+++ EXTRACTED DATA

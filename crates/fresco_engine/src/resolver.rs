//! Entity resolution: exact match, semantic match, or genuinely new.
//!
//! Resolution decides whether a newly mentioned character or location is an
//! existing catalog entity under a different name, or something new. Both
//! tiers are deliberately conservative: an ambiguous answer returns `New`,
//! because a false merge corrupts a visual identity for the rest of the
//! document, while a false split merely costs one extra generation.

use fresco_core::{Catalog, Character, Location};
use fresco_oracle::TextOracle;
use serde::Deserialize;
use tracing::{debug, info, warn};

use crate::extraction::parse_json;

/// Outcome of resolving a newly mentioned entity against the catalog.
#[derive(Debug, Clone, PartialEq)]
pub enum Resolution<E> {
    /// The name is an exact catalog key; no oracle call was made.
    ExactMatch(E),
    /// The oracle judged this the same entity as an existing one.
    SemanticMatch(E),
    /// Genuinely new; carries the next unused id for the entity kind.
    New(u32),
}

/// The oracle's answer to a semantic-match query.
#[derive(Debug, Deserialize)]
struct SemanticVerdict {
    #[serde(default)]
    match_id: Option<u32>,
    #[serde(default)]
    reason: String,
}

/// Resolve a newly extracted character against the catalog.
///
/// Checks in strict order: exact name key, then a semantic-match oracle call
/// over an id-deduplicated candidate list, then `New`. The semantic call is
/// skipped entirely when no catalog entries carry assigned ids.
pub async fn resolve_character<O: TextOracle>(
    oracle: &O,
    catalog: &Catalog,
    candidate: &Character,
) -> Resolution<Character> {
    if let Some(existing) = catalog.characters.get(&candidate.name) {
        debug!(name = %candidate.name, id = ?existing.id, "Character found by exact name");
        return Resolution::ExactMatch(existing.clone());
    }

    let by_id = catalog.characters_by_id();
    if !by_id.is_empty() {
        let candidates_text: Vec<String> = by_id
            .values()
            .map(|c| format!("- ID {}: Name='{}', Description='{}'", c.id.unwrap_or(0), c.name, c.description))
            .collect();

        let prompt = format!(
            "I have a new character from a story and a database of existing characters.\n\
             Determine if the new character is actually the SAME person as one of the \
             existing characters, just referred to by a different name or description style.\n\n\
             New Character:\n\
             Name: \"{}\"\n\
             Description: \"{}\"\n\n\
             Existing Characters Database:\n{}\n\n\
             Task: Compare the New Character to the database.\n\
             If there is a CLEAR and UNAMBIGUOUS match (e.g. \"Main Hero\" vs \"The Hero\", \
             or similar physical description and role), return the ID of the existing character.\n\
             If it is a new character or you are unsure, return null.\n\n\
             Return ONLY a JSON object: {{\"match_id\": <int or null>, \"reason\": \"<string>\"}}",
            candidate.name,
            candidate.description,
            candidates_text.join("\n")
        );

        match semantic_verdict(oracle, &prompt).await {
            Some(verdict) => {
                if let Some(id) = verdict.match_id {
                    if let Some(existing) = by_id.get(&id) {
                        info!(
                            name = %candidate.name,
                            matched = %existing.name,
                            id,
                            reason = %verdict.reason,
                            "Character matched semantically"
                        );
                        return Resolution::SemanticMatch((*existing).clone());
                    }
                    warn!(name = %candidate.name, id, "Semantic match returned unknown id, treating as new");
                }
            }
            None => {
                warn!(name = %candidate.name, "Semantic match check failed, treating as new");
            }
        }
    }

    Resolution::New(catalog.next_character_id())
}

/// Resolve a newly extracted location against the catalog.
///
/// Same tiering as [`resolve_character`].
pub async fn resolve_location<O: TextOracle>(
    oracle: &O,
    catalog: &Catalog,
    candidate: &Location,
) -> Resolution<Location> {
    if let Some(existing) = catalog.locations.get(&candidate.name) {
        debug!(name = %candidate.name, id = ?existing.id, "Location found by exact name");
        return Resolution::ExactMatch(existing.clone());
    }

    let by_id = catalog.locations_by_id();
    if !by_id.is_empty() {
        let candidates_text: Vec<String> = by_id
            .values()
            .map(|l| format!("- ID {}: Name='{}', Description='{}'", l.id.unwrap_or(0), l.name, l.description))
            .collect();

        let prompt = format!(
            "I have a new location from a story scene and a database of existing locations.\n\
             Determine if the new location is the SAME place as one of the existing locations.\n\n\
             New Location:\n\
             Name: \"{}\"\n\
             Description: \"{}\"\n\n\
             Existing Locations Database:\n{}\n\n\
             Task: Compare the New Location to the database.\n\
             If it refers to the same place (e.g. \"Kitchen\" vs \"Old Kitchen\", or \
             \"Forest edge\" vs \"Dark Forest\" if descriptions align), return the ID.\n\
             If no match, return null.\n\n\
             Return ONLY a JSON object: {{\"match_id\": <int or null>, \"reason\": \"<string>\"}}",
            candidate.name,
            candidate.description,
            candidates_text.join("\n")
        );

        match semantic_verdict(oracle, &prompt).await {
            Some(verdict) => {
                if let Some(id) = verdict.match_id {
                    if let Some(existing) = by_id.get(&id) {
                        info!(
                            name = %candidate.name,
                            matched = %existing.name,
                            id,
                            reason = %verdict.reason,
                            "Location matched semantically"
                        );
                        return Resolution::SemanticMatch((*existing).clone());
                    }
                    warn!(name = %candidate.name, id, "Semantic match returned unknown id, treating as new");
                }
            }
            None => {
                warn!(name = %candidate.name, "Semantic match check failed, treating as new");
            }
        }
    }

    Resolution::New(catalog.next_location_id())
}

/// Run the semantic-match oracle call and parse its verdict.
///
/// Returns `None` for oracle or parse failures so callers fall through to
/// `New` instead of propagating the error.
async fn semantic_verdict<O: TextOracle>(oracle: &O, prompt: &str) -> Option<SemanticVerdict> {
    let response = match oracle.generate_text(prompt).await {
        Ok(text) => text,
        Err(e) => {
            warn!(error = %e, "Semantic match oracle call failed");
            return None;
        }
    };
    match parse_json::<SemanticVerdict>(&response) {
        Ok(verdict) => Some(verdict),
        Err(e) => {
            warn!(error = %e, "Semantic match response unparsable");
            None
        }
    }
}
//! Trait definitions for the generation oracle boundary.

use async_trait::async_trait;
use fresco_error::FrescoResult;
use std::path::PathBuf;

/// Aspect ratio requested for generated images.
#[derive(Debug, Clone, Copy, PartialEq, Eq, Hash, derive_more::Display)]
pub enum AspectRatio {
    /// 9:16 portrait, used for character cards.
    #[display("9:16")]
    Portrait,
    /// 16:9 landscape, used for environments and scene illustrations.
    #[display("16:9")]
    Landscape,
}

/// A reference image attached to an image-generation request.
///
/// References are supplementary context rather than strict input constraints:
/// each carries a purpose label and a usage instruction that are also spelled
/// out in natural language in the final prompt.
///
/// # Examples
///
/// ```
/// use fresco_oracle::ReferenceImage;
///
/// let style_ref = ReferenceImage::new(
///     "output/style_templates/style_reference_fullbody.jpeg",
///     "Character Style Reference",
///     "Adopt the art style, line quality, and coloring.",
/// );
/// assert!(style_ref.purpose.contains("Style"));
/// ```
#[derive(Debug, Clone, PartialEq)]
pub struct ReferenceImage {
    /// Path of the artifact on disk. Missing files are skipped with a warning.
    pub path: PathBuf,
    /// Short label for why this reference is attached.
    pub purpose: String,
    /// Instruction for how the model should use the reference.
    pub usage: String,
}

impl ReferenceImage {
    /// Create a reference image descriptor.
    pub fn new(
        path: impl Into<PathBuf>,
        purpose: impl Into<String>,
        usage: impl Into<String>,
    ) -> Self {
        Self {
            path: path.into(),
            purpose: purpose.into(),
            usage: usage.into(),
        }
    }
}

/// Text generation capability.
///
/// Returns raw model output: it may or may not be valid JSON even when JSON
/// was requested, and may wrap JSON in markdown fences. Transport, auth, and
/// quota failures propagate as errors.
#[async_trait]
pub trait TextOracle: Send + Sync {
    /// Generate raw text for the given prompt.
    async fn generate_text(&self, prompt: &str) -> FrescoResult<String>;
}

/// Image generation capability.
///
/// Best-effort: reference images whose paths cannot be read are tolerated
/// (skipped with a warning), but failure to produce any image at all is an
/// error, never a silent no-op.
#[async_trait]
pub trait ImageOracle: Send + Sync {
    /// Generate image bytes for the given prompt and references.
    async fn generate_image(
        &self,
        prompt: &str,
        references: &[ReferenceImage],
        aspect_ratio: AspectRatio,
    ) -> FrescoResult<Vec<u8>>;
}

++++++

§ WHAT YOU ARE ASKED TO DO
Retype word for word the line above with "the given prompt." and all lines after it, nothing else.

§ SOLVED EXERCISE
    /// Generate raw text for the given prompt.
    async fn generate_text(&self, prompt: &str) -> FrescoResult<String>;
}

/// Image generation capability.
///
/// Best-effort: reference images whose paths cannot be read are tolerated
/// (skipped with a warning), but failure to produce any image at all is an
/// error, never a silent no-op.
#[async_trait]
pub trait ImageOracle: Send + Sync {
    /// Generate image bytes for the given prompt and references.
    async fn generate_image(
        &self,
        prompt: &str,
        references: &[ReferenceImage],
        aspect_ratio: AspectRatio,
    ) -> FrescoResult<Vec<u8>>;
}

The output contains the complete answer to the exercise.